## INSTRUCTIONS TO FOLLOW
What follows is a block of records; reproduce all of it verbatim.

Extracted data entries
┌──
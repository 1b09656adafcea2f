//! Intent classification via the Gemini API

use std::time::Duration;

use async_trait::async_trait;
use serde::{Deserialize, Serialize};

use super::{ActionKind, Intent};
use crate::{Error, Result};

/// Turns free text into a structured [`Intent`]
///
/// Implementations must not fail: any internal error is reported as an
/// `unknown` intent carrying a human-readable `reason`.
#[async_trait]
pub trait IntentClassifier: Send + Sync {
    /// Classify one utterance
    async fn classify(&self, text: &str) -> Intent;
}

/// Instruction prompt sent with every classification request
pub const NLU_INSTRUCTIONS: &str = r#"You are the language understanding engine of a desktop voice assistant named Alpha.
Read the user's spoken command and answer with exactly one JSON object and nothing else:
no Markdown, no code fences, no commentary.

{"action": "<action>", "parameters": {...}, "confidence": <0.0-1.0>}

Actions and their parameters:
- knowledge_reply: general questions ("what is a computer", "tell me about the sky").
  {"answer": "<short spoken answer from your own knowledge>"}
- open_website: "open youtube", "go to facebook". {"url": "https://www.youtube.com"}
- open_application: "launch calculator", "start VS Code". {"app_name": "vscode"}
  Normalize well-known names ("Visual Studio Code" -> "vscode").
- close_application: "close chrome", "quit spotify". {"app_name": "chrome"}
- youtube_search: "search for coding tips on youtube". {"query": "coding tips"}
- youtube_play: "play bohemian rhapsody by queen". {"song_name": "Bohemian Rhapsody", "artist": "Queen"}
- web_search: "search for best pizza near me", "bing the weather".
  {"query": "best pizza near me", "engine": "google|bing|duckduckgo"}
- system_control: "shutdown the computer", "lock the screen". {"command": "shutdown|restart|sleep|lock"}
- volume_control: "turn it up", "set volume to 60", "mute".
  {"operation": "increase|decrease|mute|unmute|set", "value": 60 or null}  (value only for set)
- window_control: "minimize this window". {"command": "minimize|maximize"}
- file_io: notes, lists and files.
  {"operation": "create|append|read|delete|list", "file_name": "shopping list.txt", "content": "milk" or null}
  Use append when adding to an existing list or note, create for a new one,
  list with a directory name to show its contents.
- unknown: anything unclear or unsupported.
  {"reason": "<why>", "original_command": "<the exact user text>"}

Confidence: 0.9-1.0 clear; 0.7-0.89 best guess; 0.5-0.69 highly ambiguous;
below 0.5 answer with the unknown action instead.

Examples:
"add milk and eggs to my shopping list" ->
{"action": "file_io", "parameters": {"operation": "append", "file_name": "shopping list.txt", "content": "milk and eggs"}, "confidence": 0.98}
"list the files in the documents folder" ->
{"action": "file_io", "parameters": {"operation": "list", "file_name": "documents"}, "confidence": 0.95}
"#;

const GEMINI_BASE_URL: &str = "https://generativelanguage.googleapis.com/v1beta/models";

/// Classifies utterances with Google Gemini
pub struct GeminiClassifier {
    client: reqwest::Client,
    api_key: Option<String>,
    model: String,
    base_url: String,
}

#[derive(Serialize)]
#[serde(rename_all = "camelCase")]
struct GenerateRequest<'a> {
    system_instruction: Content<'a>,
    contents: Vec<Content<'a>>,
    generation_config: GenerationConfig,
}

#[derive(Serialize)]
struct Content<'a> {
    #[serde(skip_serializing_if = "Option::is_none")]
    role: Option<&'a str>,
    parts: Vec<Part<'a>>,
}

#[derive(Serialize)]
struct Part<'a> {
    text: &'a str,
}

#[derive(Serialize)]
#[serde(rename_all = "camelCase")]
struct GenerationConfig {
    response_mime_type: &'static str,
    temperature: f32,
}

#[derive(Deserialize)]
struct GenerateResponse {
    #[serde(default)]
    candidates: Vec<Candidate>,
}

#[derive(Deserialize)]
struct Candidate {
    content: Option<CandidateContent>,
}

#[derive(Deserialize)]
struct CandidateContent {
    #[serde(default)]
    parts: Vec<CandidatePart>,
}

#[derive(Deserialize)]
struct CandidatePart {
    #[serde(default)]
    text: String,
}

/// Why a classification attempt failed
enum Failure {
    /// Transport or API-level failure
    Api(String),
    /// The model answered with something that isn't an intent
    Malformed,
}

impl GeminiClassifier {
    /// Create a classifier; a missing key is reported per request, not here
    #[must_use]
    pub fn new(api_key: Option<String>, model: String, timeout: Duration) -> Self {
        let client = reqwest::Client::builder()
            .timeout(timeout)
            .build()
            .unwrap_or_default();

        Self {
            client,
            api_key,
            model,
            base_url: GEMINI_BASE_URL.to_string(),
        }
    }

    /// Point the classifier at a different endpoint (proxies, tests)
    #[must_use]
    pub fn with_base_url(mut self, base_url: impl Into<String>) -> Self {
        self.base_url = base_url.into();
        self
    }

    async fn request(&self, api_key: &str, text: &str) -> std::result::Result<String, Failure> {
        let url = format!("{}/{}:generateContent", self.base_url, self.model);
        let body = GenerateRequest {
            system_instruction: Content {
                role: None,
                parts: vec![Part {
                    text: NLU_INSTRUCTIONS,
                }],
            },
            contents: vec![Content {
                role: Some("user"),
                parts: vec![Part { text }],
            }],
            generation_config: GenerationConfig {
                response_mime_type: "application/json",
                temperature: 0.1,
            },
        };

        let response = self
            .client
            .post(&url)
            .header("x-goog-api-key", api_key)
            .json(&body)
            .send()
            .await
            .map_err(|e| Failure::Api(e.to_string()))?;

        let status = response.status();
        if !status.is_success() {
            let body = response.text().await.unwrap_or_default();
            tracing::error!(status = %status, body = %body, "Gemini API error");
            return Err(Failure::Api(format!("status {status}")));
        }

        let reply: GenerateResponse = response.json().await.map_err(|e| {
            tracing::error!(error = %e, "failed to decode Gemini envelope");
            Failure::Malformed
        })?;

        let text = reply
            .candidates
            .into_iter()
            .filter_map(|c| c.content)
            .flat_map(|c| c.parts)
            .map(|p| p.text)
            .collect::<String>();

        tracing::debug!(raw = %text, "Gemini raw response");
        Ok(text)
    }
}

#[async_trait]
impl IntentClassifier for GeminiClassifier {
    async fn classify(&self, text: &str) -> Intent {
        let Some(api_key) = self.api_key.as_deref() else {
            tracing::error!("Gemini API key is missing, cannot classify");
            return Intent::unknown("API Key Missing", text);
        };

        let raw = match self.request(api_key, text).await {
            Ok(raw) => raw,
            Err(Failure::Api(e)) => {
                tracing::error!(error = %e, "Gemini request failed");
                return Intent::unknown(format!("Gemini API Error: {e}"), text);
            }
            Err(Failure::Malformed) => {
                return Intent::unknown("JSON Parsing Failed from NLU Engine", text);
            }
        };

        match parse_model_reply(&raw, text) {
            Ok(intent) => {
                tracing::info!(
                    kind = %intent.kind,
                    confidence = ?intent.confidence,
                    "classified"
                );
                intent
            }
            Err(e) => {
                tracing::error!(error = %e, raw = %raw, "failed to parse intent");
                Intent::unknown("JSON Parsing Failed from NLU Engine", text)
            }
        }
    }
}

/// Parse the model's text reply into an intent
///
/// Tolerates Markdown code fences and prose around the JSON object. An
/// `unknown` intent always ends up carrying the original command.
///
/// # Errors
///
/// Returns error if no JSON object can be parsed from the reply
pub fn parse_model_reply(raw: &str, original_command: &str) -> Result<Intent> {
    let json = extract_json_object(raw)
        .ok_or_else(|| Error::Classifier("no JSON object in model reply".to_string()))?;

    let mut intent: Intent = serde_json::from_str(json)?;

    if intent.kind == ActionKind::Unknown && intent.text("original_command").is_none() {
        intent.parameters.insert(
            "original_command".to_string(),
            serde_json::Value::String(original_command.to_string()),
        );
    }

    Ok(intent)
}

fn extract_json_object(raw: &str) -> Option<&str> {
    let start = raw.find('{')?;
    let end = raw.rfind('}')?;
    (end > start).then(|| &raw[start..=end])
}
└──
## THE COMPLETED TASK
repository 1b09656adafcea2f
//! Intent classification via the Gemini API

use std::time::Duration;

use async_trait::async_trait;
use serde::{Deserialize, Serialize};

use super::{ActionKind, Intent};
use crate::{Error, Result};

/// Turns free text into a structured [`Intent`]
///
/// Implementations must not fail: any internal error is reported as an
/// `unknown` intent carrying a human-readable `reason`.
#[async_trait]
pub trait IntentClassifier: Send + Sync {
    /// Classify one utterance
    async fn classify(&self, text: &str) -> Intent;
}

/// Instruction prompt sent with every classification request
pub const NLU_INSTRUCTIONS: &str = r#"You are the language understanding engine of a desktop voice assistant named Alpha.
Read the user's spoken command and answer with exactly one JSON object and nothing else:
no Markdown, no code fences, no commentary.

{"action": "<action>", "parameters": {...}, "confidence": <0.0-1.0>}

Actions and their parameters:
- knowledge_reply: general questions ("what is a computer", "tell me about the sky").
  {"answer": "<short spoken answer from your own knowledge>"}
- open_website: "open youtube", "go to facebook". {"url": "https://www.youtube.com"}
- open_application: "launch calculator", "start VS Code". {"app_name": "vscode"}
  Normalize well-known names ("Visual Studio Code" -> "vscode").
- close_application: "close chrome", "quit spotify". {"app_name": "chrome"}
- youtube_search: "search for coding tips on youtube". {"query": "coding tips"}
- youtube_play: "play bohemian rhapsody by queen". {"song_name": "Bohemian Rhapsody", "artist": "Queen"}
- web_search: "search for best pizza near me", "bing the weather".
  {"query": "best pizza near me", "engine": "google|bing|duckduckgo"}
- system_control: "shutdown the computer", "lock the screen". {"command": "shutdown|restart|sleep|lock"}
- volume_control: "turn it up", "set volume to 60", "mute".
  {"operation": "increase|decrease|mute|unmute|set", "value": 60 or null}  (value only for set)
- window_control: "minimize this window". {"command": "minimize|maximize"}
- file_io: notes, lists and files.
  {"operation": "create|append|read|delete|list", "file_name": "shopping list.txt", "content": "milk" or null}
  Use append when adding to an existing list or note, create for a new one,
  list with a directory name to show its contents.
- unknown: anything unclear or unsupported.
  {"reason": "<why>", "original_command": "<the exact user text>"}

Confidence: 0.9-1.0 clear; 0.7-0.89 best guess; 0.5-0.69 highly ambiguous;
below 0.5 answer with the unknown action instead.

Examples:
"add milk and eggs to my shopping list" ->
{"action": "file_io", "parameters": {"operation": "append", "file_name": "shopping list.txt", "content": "milk and eggs"}, "confidence": 0.98}
"list the files in the documents folder" ->
{"action": "file_io", "parameters": {"operation": "list", "file_name": "documents"}, "confidence": 0.95}
"#;

const GEMINI_BASE_URL: &str = "https://generativelanguage.googleapis.com/v1beta/models";

/// Classifies utterances with Google Gemini
pub struct GeminiClassifier {
    client: reqwest::Client,
    api_key: Option<String>,
    model: String,
    base_url: String,
}

#[derive(Serialize)]
#[serde(rename_all = "camelCase")]
struct GenerateRequest<'a> {
    system_instruction: Content<'a>,
    contents: Vec<Content<'a>>,
    generation_config: GenerationConfig,
}

#[derive(Serialize)]
struct Content<'a> {
    #[serde(skip_serializing_if = "Option::is_none")]
    role: Option<&'a str>,
    parts: Vec<Part<'a>>,
}

#[derive(Serialize)]
struct Part<'a> {
    text: &'a str,
}

#[derive(Serialize)]
#[serde(rename_all = "camelCase")]
struct GenerationConfig {
    response_mime_type: &'static str,
    temperature: f32,
}

#[derive(Deserialize)]
struct GenerateResponse {
    #[serde(default)]
    candidates: Vec<Candidate>,
}

#[derive(Deserialize)]
struct Candidate {
    content: Option<CandidateContent>,
}

#[derive(Deserialize)]
struct CandidateContent {
    #[serde(default)]
    parts: Vec<CandidatePart>,
}

#[derive(Deserialize)]
struct CandidatePart {
    #[serde(default)]
    text: String,
}

/// Why a classification attempt failed
enum Failure {
    /// Transport or API-level failure
    Api(String),
    /// The model answered with something that isn't an intent
    Malformed,
}

impl GeminiClassifier {
    /// Create a classifier; a missing key is reported per request, not here
    #[must_use]
    pub fn new(api_key: Option<String>, model: String, timeout: Duration) -> Self {
        let client = reqwest::Client::builder()
            .timeout(timeout)
            .build()
            .unwrap_or_default();

        Self {
            client,
            api_key,
            model,
            base_url: GEMINI_BASE_URL.to_string(),
        }
    }

    /// Point the classifier at a different endpoint (proxies, tests)
    #[must_use]
    pub fn with_base_url(mut self, base_url: impl Into<String>) -> Self {
        self.base_url = base_url.into();
        self
    }

    async fn request(&self, api_key: &str, text: &str) -> std::result::Result<String, Failure> {
        let url = format!("{}/{}:generateContent", self.base_url, self.model);
        let body = GenerateRequest {
            system_instruction: Content {
                role: None,
                parts: vec![Part {
                    text: NLU_INSTRUCTIONS,
                }],
            },
            contents: vec![Content {
                role: Some("user"),
                parts: vec![Part { text }],
            }],
            generation_config: GenerationConfig {
                response_mime_type: "application/json",
                temperature: 0.1,
            },
        };

        let response = self
            .client
            .post(&url)
            .header("x-goog-api-key", api_key)
            .json(&body)
            .send()
            .await
            .map_err(|e| Failure::Api(e.to_string()))?;

        let status = response.status();
        if !status.is_success() {
            let body = response.text().await.unwrap_or_default();
            tracing::error!(status = %status, body = %body, "Gemini API error");
            return Err(Failure::Api(format!("status {status}")));
        }

        let reply: GenerateResponse = response.json().await.map_err(|e| {
            tracing::error!(error = %e, "failed to decode Gemini envelope");
            Failure::Malformed
        })?;

        let text = reply
            .candidates
            .into_iter()
            .filter_map(|c| c.content)
            .flat_map(|c| c.parts)
            .map(|p| p.text)
            .collect::<String>();

        tracing::debug!(raw = %text, "Gemini raw response");
        Ok(text)
    }
}

#[async_trait]
impl IntentClassifier for GeminiClassifier {
    async fn classify(&self, text: &str) -> Intent {
        let Some(api_key) = self.api_key.as_deref() else {
            tracing::error!("Gemini API key is missing, cannot classify");
            return Intent::unknown("API Key Missing", text);
        };

        let raw = match self.request(api_key, text).await {
            Ok(raw) => raw,
            Err(Failure::Api(e)) => {
                tracing::error!(error = %e, "Gemini request failed");
                return Intent::unknown(format!("Gemini API Error: {e}"), text);
            }
            Err(Failure::Malformed) => {
                return Intent::unknown("JSON Parsing Failed from NLU Engine", text);
            }
        };

        match parse_model_reply(&raw, text) {
            Ok(intent) => {
                tracing::info!(
                    kind = %intent.kind,
                    confidence = ?intent.confidence,
                    "classified"
                );
                intent
            }
            Err(e) => {
                tracing::error!(error = %e, raw = %raw, "failed to parse intent");
                Intent::unknown("JSON Parsing Failed from NLU Engine", text)
            }
        }
    }
}

/// Parse the model's text reply into an intent
///
/// Tolerates Markdown code fences and prose around the JSON object. An
/// `unknown` intent always ends up carrying the original command.
///
/// # Errors
///
/// Returns error if no JSON object can be parsed from the reply
pub fn parse_model_reply(raw: &str, original_command: &str) -> Result<Intent> {
    let json = extract_json_object(raw)
        .ok_or_else(|| Error::Classifier("no JSON object in model reply".to_string()))?;

    let mut intent: Intent = serde_json::from_str(json)?;

    if intent.kind == ActionKind::Unknown && intent.text("original_command").is_none() {
        intent.parameters.insert(
            "original_command".to_string(),
            serde_json::Value::String(original_command.to_string()),
        );
    }

    Ok(intent)
}

fn extract_json_object(raw: &str) -> Option<&str> {
    let start = raw.find('{')?;
    let end = raw.rfind('}')?;
    (end > start).then(|| &raw[start..=end])
}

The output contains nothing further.